--- Dataset extract ---
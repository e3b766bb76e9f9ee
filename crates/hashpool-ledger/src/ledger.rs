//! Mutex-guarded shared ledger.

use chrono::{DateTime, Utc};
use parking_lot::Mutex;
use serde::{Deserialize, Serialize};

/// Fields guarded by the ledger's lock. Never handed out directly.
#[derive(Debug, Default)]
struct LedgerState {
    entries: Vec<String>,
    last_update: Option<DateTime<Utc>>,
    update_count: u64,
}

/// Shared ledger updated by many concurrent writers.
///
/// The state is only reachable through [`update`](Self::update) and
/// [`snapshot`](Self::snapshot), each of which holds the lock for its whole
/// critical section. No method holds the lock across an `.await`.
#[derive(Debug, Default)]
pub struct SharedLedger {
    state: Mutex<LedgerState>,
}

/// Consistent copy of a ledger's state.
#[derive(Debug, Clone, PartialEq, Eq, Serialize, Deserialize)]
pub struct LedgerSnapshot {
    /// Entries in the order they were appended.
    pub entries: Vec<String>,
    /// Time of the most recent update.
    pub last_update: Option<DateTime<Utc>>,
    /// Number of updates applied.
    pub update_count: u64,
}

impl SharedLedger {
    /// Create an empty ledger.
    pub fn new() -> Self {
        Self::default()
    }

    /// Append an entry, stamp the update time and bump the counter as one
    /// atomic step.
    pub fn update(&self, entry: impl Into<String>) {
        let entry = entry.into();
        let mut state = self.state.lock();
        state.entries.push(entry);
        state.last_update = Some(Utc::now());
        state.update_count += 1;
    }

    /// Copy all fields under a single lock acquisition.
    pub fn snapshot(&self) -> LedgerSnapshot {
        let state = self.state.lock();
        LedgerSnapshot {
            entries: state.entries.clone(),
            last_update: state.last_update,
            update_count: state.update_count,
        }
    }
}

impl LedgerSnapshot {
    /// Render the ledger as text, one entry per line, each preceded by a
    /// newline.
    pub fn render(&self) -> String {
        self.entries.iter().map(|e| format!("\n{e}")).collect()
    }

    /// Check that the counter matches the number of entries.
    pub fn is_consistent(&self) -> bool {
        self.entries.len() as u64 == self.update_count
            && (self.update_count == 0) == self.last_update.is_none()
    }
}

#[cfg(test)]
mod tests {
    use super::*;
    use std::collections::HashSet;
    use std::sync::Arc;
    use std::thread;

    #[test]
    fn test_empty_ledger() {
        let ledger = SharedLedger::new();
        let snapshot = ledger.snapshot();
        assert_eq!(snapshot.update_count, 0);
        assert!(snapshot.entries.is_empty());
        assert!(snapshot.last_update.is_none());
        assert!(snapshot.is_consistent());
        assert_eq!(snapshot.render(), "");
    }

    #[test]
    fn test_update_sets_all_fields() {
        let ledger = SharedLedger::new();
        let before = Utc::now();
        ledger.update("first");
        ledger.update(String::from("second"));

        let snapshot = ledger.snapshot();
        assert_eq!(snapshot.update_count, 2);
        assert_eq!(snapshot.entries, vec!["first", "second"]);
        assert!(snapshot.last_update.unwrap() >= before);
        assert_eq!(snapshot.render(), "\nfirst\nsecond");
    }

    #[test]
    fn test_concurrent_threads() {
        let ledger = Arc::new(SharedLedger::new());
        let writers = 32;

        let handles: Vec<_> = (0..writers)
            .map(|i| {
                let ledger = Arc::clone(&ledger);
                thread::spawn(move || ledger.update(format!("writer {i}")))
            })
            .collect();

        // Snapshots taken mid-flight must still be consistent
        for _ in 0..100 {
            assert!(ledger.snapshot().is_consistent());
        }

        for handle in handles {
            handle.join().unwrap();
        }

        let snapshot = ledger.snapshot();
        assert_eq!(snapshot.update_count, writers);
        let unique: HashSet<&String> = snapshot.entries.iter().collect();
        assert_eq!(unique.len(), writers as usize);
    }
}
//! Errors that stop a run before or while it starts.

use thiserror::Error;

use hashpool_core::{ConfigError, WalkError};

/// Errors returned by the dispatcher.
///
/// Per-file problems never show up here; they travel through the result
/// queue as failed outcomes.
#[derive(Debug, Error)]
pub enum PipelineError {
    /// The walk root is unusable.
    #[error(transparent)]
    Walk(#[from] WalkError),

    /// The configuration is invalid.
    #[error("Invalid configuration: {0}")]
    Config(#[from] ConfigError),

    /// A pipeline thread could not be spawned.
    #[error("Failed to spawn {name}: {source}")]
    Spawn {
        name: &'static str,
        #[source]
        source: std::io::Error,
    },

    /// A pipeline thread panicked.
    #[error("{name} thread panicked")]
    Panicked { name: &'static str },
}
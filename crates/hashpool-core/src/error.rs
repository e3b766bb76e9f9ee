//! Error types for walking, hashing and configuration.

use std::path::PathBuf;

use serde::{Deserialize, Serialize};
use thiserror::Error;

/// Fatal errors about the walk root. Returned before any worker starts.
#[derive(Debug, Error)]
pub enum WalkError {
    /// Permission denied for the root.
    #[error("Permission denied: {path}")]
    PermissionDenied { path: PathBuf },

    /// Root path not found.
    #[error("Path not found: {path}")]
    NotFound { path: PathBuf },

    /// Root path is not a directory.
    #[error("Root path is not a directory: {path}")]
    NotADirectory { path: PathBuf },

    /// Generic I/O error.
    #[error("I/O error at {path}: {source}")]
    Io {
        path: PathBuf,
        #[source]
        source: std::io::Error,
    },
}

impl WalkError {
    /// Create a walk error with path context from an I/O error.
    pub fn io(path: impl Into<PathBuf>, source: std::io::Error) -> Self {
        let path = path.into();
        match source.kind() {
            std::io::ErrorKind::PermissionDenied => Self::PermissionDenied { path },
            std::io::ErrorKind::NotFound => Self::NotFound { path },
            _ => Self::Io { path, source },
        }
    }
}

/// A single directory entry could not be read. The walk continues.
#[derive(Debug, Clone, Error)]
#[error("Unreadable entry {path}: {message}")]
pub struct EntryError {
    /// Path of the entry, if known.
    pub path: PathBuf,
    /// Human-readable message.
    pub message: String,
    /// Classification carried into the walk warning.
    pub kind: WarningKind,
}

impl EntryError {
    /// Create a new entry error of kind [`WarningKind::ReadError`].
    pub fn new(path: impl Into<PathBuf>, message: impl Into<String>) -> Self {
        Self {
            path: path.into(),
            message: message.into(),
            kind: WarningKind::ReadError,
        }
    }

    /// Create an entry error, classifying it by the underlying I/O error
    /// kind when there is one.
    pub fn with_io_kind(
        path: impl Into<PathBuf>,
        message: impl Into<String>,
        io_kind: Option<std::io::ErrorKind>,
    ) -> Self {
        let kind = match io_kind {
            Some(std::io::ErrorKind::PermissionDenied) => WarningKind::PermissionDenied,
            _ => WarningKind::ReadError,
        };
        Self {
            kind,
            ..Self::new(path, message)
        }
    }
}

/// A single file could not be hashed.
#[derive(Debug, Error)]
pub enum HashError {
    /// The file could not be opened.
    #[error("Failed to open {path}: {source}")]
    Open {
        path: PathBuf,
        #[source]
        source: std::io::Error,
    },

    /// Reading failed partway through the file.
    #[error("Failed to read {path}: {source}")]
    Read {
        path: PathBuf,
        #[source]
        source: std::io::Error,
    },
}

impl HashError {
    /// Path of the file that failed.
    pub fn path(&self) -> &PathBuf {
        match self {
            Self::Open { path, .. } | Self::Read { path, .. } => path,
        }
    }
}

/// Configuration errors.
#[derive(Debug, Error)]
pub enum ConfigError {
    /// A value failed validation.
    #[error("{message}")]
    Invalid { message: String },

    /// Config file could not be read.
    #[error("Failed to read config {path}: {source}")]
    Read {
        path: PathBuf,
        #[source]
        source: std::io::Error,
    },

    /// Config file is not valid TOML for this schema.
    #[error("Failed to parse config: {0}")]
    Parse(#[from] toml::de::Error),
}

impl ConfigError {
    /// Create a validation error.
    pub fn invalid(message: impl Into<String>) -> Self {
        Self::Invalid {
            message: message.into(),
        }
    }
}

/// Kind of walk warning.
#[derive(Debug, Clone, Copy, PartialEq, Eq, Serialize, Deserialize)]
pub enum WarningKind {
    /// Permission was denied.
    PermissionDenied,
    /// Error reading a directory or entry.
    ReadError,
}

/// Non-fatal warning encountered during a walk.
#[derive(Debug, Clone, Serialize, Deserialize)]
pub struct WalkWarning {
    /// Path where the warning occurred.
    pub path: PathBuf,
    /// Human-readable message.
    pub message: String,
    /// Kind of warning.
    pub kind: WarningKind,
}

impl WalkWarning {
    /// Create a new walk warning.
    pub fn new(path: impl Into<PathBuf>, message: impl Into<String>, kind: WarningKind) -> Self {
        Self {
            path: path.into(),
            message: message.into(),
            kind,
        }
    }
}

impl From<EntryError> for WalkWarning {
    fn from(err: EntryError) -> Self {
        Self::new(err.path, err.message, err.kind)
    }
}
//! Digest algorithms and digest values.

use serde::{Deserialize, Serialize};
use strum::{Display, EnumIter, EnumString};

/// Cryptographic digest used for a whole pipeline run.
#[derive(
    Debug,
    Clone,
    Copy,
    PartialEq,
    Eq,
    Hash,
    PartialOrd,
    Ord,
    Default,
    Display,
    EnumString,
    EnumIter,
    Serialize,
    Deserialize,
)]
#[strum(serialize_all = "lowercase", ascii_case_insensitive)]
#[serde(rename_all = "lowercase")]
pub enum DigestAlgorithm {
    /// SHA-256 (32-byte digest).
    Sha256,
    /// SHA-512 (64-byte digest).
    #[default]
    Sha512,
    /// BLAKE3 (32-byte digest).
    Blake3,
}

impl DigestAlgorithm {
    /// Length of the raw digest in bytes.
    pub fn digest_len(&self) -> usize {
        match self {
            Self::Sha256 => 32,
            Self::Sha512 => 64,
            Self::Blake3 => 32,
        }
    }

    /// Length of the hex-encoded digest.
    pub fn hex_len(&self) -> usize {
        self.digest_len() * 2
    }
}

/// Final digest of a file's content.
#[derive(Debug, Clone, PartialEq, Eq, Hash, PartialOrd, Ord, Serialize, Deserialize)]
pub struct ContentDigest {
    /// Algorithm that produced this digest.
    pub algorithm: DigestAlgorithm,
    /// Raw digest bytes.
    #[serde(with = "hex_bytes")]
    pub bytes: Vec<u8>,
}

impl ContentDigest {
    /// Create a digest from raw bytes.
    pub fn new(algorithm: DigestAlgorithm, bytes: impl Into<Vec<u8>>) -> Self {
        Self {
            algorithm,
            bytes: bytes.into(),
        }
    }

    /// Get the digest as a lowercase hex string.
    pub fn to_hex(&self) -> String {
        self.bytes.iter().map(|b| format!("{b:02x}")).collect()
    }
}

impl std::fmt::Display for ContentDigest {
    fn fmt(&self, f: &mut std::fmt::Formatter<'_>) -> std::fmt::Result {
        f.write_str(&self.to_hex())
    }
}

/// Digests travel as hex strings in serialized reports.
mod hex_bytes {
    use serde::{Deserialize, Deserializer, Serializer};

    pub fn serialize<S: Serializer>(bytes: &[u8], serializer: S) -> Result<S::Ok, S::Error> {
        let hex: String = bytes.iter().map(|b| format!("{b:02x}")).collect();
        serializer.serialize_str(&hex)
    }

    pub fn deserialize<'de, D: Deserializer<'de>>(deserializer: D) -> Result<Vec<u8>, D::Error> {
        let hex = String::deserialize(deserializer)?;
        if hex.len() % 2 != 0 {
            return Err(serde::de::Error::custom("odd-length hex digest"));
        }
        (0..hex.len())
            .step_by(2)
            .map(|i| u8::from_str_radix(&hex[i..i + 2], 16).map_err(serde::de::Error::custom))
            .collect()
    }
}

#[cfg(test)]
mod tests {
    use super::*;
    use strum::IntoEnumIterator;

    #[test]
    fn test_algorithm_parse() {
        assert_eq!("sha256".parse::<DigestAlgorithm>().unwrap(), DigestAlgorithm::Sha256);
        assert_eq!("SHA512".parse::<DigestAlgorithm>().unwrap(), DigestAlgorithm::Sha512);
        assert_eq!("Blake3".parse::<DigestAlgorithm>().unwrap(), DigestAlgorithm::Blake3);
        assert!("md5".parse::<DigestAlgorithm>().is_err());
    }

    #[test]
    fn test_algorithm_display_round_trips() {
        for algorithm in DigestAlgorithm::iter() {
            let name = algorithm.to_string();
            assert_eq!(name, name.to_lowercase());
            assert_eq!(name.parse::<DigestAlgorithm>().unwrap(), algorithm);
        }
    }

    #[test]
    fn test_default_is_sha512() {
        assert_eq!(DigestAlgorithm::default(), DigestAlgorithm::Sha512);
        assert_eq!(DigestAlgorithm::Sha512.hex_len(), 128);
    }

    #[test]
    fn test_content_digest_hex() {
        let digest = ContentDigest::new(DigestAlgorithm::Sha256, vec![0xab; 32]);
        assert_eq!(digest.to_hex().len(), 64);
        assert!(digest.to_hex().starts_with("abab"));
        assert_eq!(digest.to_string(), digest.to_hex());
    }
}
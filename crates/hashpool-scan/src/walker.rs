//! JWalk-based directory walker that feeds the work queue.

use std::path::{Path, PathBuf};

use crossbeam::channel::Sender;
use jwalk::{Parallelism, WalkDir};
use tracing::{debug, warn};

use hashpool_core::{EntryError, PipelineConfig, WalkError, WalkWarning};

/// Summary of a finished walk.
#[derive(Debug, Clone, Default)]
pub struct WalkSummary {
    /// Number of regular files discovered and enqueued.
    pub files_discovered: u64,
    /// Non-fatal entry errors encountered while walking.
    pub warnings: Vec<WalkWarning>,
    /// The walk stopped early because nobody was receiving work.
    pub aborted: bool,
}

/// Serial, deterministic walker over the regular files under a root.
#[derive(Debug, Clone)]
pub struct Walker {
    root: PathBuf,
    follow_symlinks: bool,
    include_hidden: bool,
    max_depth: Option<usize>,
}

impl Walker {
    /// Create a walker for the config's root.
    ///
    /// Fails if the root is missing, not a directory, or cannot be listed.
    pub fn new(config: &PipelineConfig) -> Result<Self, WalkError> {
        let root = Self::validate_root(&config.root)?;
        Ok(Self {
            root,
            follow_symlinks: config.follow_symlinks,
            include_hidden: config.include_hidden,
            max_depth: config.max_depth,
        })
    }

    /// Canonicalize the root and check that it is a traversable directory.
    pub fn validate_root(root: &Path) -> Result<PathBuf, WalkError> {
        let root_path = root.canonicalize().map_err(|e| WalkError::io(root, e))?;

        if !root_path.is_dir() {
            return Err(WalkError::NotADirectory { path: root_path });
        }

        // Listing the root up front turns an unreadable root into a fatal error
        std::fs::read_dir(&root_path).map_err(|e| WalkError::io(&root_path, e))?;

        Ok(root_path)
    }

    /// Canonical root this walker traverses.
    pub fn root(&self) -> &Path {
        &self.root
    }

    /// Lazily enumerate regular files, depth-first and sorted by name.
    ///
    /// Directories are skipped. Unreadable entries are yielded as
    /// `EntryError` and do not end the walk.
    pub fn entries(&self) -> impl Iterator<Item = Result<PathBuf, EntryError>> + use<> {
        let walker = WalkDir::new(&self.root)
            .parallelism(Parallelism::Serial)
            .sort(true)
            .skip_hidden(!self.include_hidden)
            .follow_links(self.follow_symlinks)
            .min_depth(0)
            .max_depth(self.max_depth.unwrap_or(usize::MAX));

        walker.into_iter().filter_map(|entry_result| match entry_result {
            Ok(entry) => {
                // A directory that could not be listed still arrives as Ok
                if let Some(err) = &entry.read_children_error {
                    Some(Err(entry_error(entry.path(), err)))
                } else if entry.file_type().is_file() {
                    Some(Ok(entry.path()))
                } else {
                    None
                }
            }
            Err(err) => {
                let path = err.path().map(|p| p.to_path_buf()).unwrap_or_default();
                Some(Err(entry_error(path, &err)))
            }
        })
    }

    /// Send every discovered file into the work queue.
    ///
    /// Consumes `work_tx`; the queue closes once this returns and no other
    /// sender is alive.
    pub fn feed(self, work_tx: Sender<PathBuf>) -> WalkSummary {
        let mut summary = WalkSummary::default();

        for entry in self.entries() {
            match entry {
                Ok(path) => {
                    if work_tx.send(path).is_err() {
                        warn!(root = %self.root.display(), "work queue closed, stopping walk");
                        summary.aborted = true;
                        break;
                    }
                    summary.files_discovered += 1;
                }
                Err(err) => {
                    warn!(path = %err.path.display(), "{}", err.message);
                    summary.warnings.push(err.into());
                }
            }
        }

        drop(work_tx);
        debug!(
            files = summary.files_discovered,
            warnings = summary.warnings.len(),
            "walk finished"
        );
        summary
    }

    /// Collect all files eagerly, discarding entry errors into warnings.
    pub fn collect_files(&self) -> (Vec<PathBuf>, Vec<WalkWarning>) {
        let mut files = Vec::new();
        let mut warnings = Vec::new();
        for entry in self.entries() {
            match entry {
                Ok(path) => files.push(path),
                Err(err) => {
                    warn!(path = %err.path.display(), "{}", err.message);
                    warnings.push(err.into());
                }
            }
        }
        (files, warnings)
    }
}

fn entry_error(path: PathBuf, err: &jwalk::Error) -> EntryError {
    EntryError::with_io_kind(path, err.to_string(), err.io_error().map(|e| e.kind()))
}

--- Aim of the task ---
Whenever a line of the records above contains the word "ConfigError", it counts toward the total; give that total alone.

--- Written solution ---
4